Task description:
Can you write out the whole listing exactly?

Exercise material:
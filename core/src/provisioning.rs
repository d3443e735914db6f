//! Admin slot creation.

use crate::availability::SlotView;
use crate::error::{BookingError, Result};
use crate::identity::Viewer;
use crate::schedule::{parse_date, parse_time};
use crate::slot::{MAX_CATEGORY_NAME_LEN, NewSlot};
use crate::store::SlotStore;
use serde::{Deserialize, Serialize};
use std::sync::Arc;

/// Raw slot creation input, exactly as received.
///
/// Every field is optional here so that missing input surfaces as a
/// validation error rather than a decoding failure.
#[derive(Clone, Debug, Default, PartialEq, Eq, Serialize, Deserialize)]
pub struct CreateSlotRequest {
    /// `YYYY-MM-DD`
    pub date: Option<String>,
    /// `HH:MM` or `HH:MM AM/PM`
    pub start_time: Option<String>,
    /// `HH:MM` or `HH:MM AM/PM`
    pub end_time: Option<String>,
    /// Category name, created on first use
    pub category: Option<String>,
}

fn required<'a>(field: Option<&'a String>) -> Option<&'a str> {
    field.map(|value| value.trim()).filter(|value| !value.is_empty())
}

/// Validates admin input and creates slots.
pub struct SlotProvisioner<S> {
    store: Arc<S>,
}

impl<S> Clone for SlotProvisioner<S> {
    fn clone(&self) -> Self {
        Self {
            store: Arc::clone(&self.store),
        }
    }
}

impl<S: SlotStore> SlotProvisioner<S> {
    /// Create a provisioner over `store`.
    #[must_use]
    pub const fn new(store: Arc<S>) -> Self {
        Self { store }
    }

    /// Create an available slot and return it rendered for the creating admin.
    ///
    /// Checks run in a fixed order: admin capability, presence of all
    /// fields, date, times, `start_time < end_time`, category name length.
    /// Nothing is written unless every check passes.
    ///
    /// # Errors
    ///
    /// - `Unauthenticated`/`PermissionDenied` for non-admin viewers
    /// - `Validation` for missing or malformed fields
    /// - `Unavailable` or `Storage` on store failure
    #[tracing::instrument(skip(self, viewer, request), fields(user_id = ?viewer.user_id(), category = ?request.category))]
    pub async fn create_slot(&self, viewer: &Viewer, request: CreateSlotRequest) -> Result<SlotView> {
        if let Err(error) = viewer.require_admin() {
            tracing::warn!("Slot creation denied");
            return Err(error);
        }

        let (Some(date), Some(start), Some(end), Some(category)) = (
            required(request.date.as_ref()),
            required(request.start_time.as_ref()),
            required(request.end_time.as_ref()),
            required(request.category.as_ref()),
        ) else {
            return Err(BookingError::Validation("Missing required fields".into()));
        };

        let date = parse_date(date)?;
        let start_time = parse_time(start)?;
        let end_time = parse_time(end)?;
        if start_time >= end_time {
            return Err(BookingError::Validation(
                "Start time must be before end time".into(),
            ));
        }
        if category.chars().count() > MAX_CATEGORY_NAME_LEN {
            return Err(BookingError::Validation(format!(
                "Category name must be at most {MAX_CATEGORY_NAME_LEN} characters"
            )));
        }

        let category = self.store.upsert_category_by_name(category).await?;
        let slot = self
            .store
            .create_slot(NewSlot {
                category,
                date,
                start_time,
                end_time,
            })
            .await?;

        metrics::counter!("slotbook_slots_created_total").increment(1);
        tracing::info!(slot_id = %slot.id, %date, "Slot created");
        Ok(SlotView::render(&slot, viewer))
    }
}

Your response:
filename core/src/provisioning.rs
repository d3443e735914db6f
//! Admin slot creation.

use crate::availability::SlotView;
use crate::error::{BookingError, Result};
use crate::identity::Viewer;
use crate::schedule::{parse_date, parse_time};
use crate::slot::{MAX_CATEGORY_NAME_LEN, NewSlot};
use crate::store::SlotStore;
use serde::{Deserialize, Serialize};
use std::sync::Arc;

/// Raw slot creation input, exactly as received.
///
/// Every field is optional here so that missing input surfaces as a
/// validation error rather than a decoding failure.
#[derive(Clone, Debug, Default, PartialEq, Eq, Serialize, Deserialize)]
pub struct CreateSlotRequest {
    /// `YYYY-MM-DD`
    pub date: Option<String>,
    /// `HH:MM` or `HH:MM AM/PM`
    pub start_time: Option<String>,
    /// `HH:MM` or `HH:MM AM/PM`
    pub end_time: Option<String>,
    /// Category name, created on first use
    pub category: Option<String>,
}

fn required<'a>(field: Option<&'a String>) -> Option<&'a str> {
    field.map(|value| value.trim()).filter(|value| !value.is_empty())
}

/// Validates admin input and creates slots.
pub struct SlotProvisioner<S> {
    store: Arc<S>,
}

impl<S> Clone for SlotProvisioner<S> {
    fn clone(&self) -> Self {
        Self {
            store: Arc::clone(&self.store),
        }
    }
}

impl<S: SlotStore> SlotProvisioner<S> {
    /// Create a provisioner over `store`.
    #[must_use]
    pub const fn new(store: Arc<S>) -> Self {
        Self { store }
    }

    /// Create an available slot and return it rendered for the creating admin.
    ///
    /// Checks run in a fixed order: admin capability, presence of all
    /// fields, date, times, `start_time < end_time`, category name length.
    /// Nothing is written unless every check passes.
    ///
    /// # Errors
    ///
    /// - `Unauthenticated`/`PermissionDenied` for non-admin viewers
    /// - `Validation` for missing or malformed fields
    /// - `Unavailable` or `Storage` on store failure
    #[tracing::instrument(skip(self, viewer, request), fields(user_id = ?viewer.user_id(), category = ?request.category))]
    pub async fn create_slot(&self, viewer: &Viewer, request: CreateSlotRequest) -> Result<SlotView> {
        if let Err(error) = viewer.require_admin() {
            tracing::warn!("Slot creation denied");
            return Err(error);
        }

        let (Some(date), Some(start), Some(end), Some(category)) = (
            required(request.date.as_ref()),
            required(request.start_time.as_ref()),
            required(request.end_time.as_ref()),
            required(request.category.as_ref()),
        ) else {
            return Err(BookingError::Validation("Missing required fields".into()));
        };

        let date = parse_date(date)?;
        let start_time = parse_time(start)?;
        let end_time = parse_time(end)?;
        if start_time >= end_time {
            return Err(BookingError::Validation(
                "Start time must be before end time".into(),
            ));
        }
        if category.chars().count() > MAX_CATEGORY_NAME_LEN {
            return Err(BookingError::Validation(format!(
                "Category name must be at most {MAX_CATEGORY_NAME_LEN} characters"
            )));
        }

        let category = self.store.upsert_category_by_name(category).await?;
        let slot = self
            .store
            .create_slot(NewSlot {
                category,
                date,
                start_time,
                end_time,
            })
            .await?;

        metrics::counter!("slotbook_slots_created_total").increment(1);
        tracing::info!(slot_id = %slot.id, %date, "Slot created");
        Ok(SlotView::render(&slot, viewer))
    }
}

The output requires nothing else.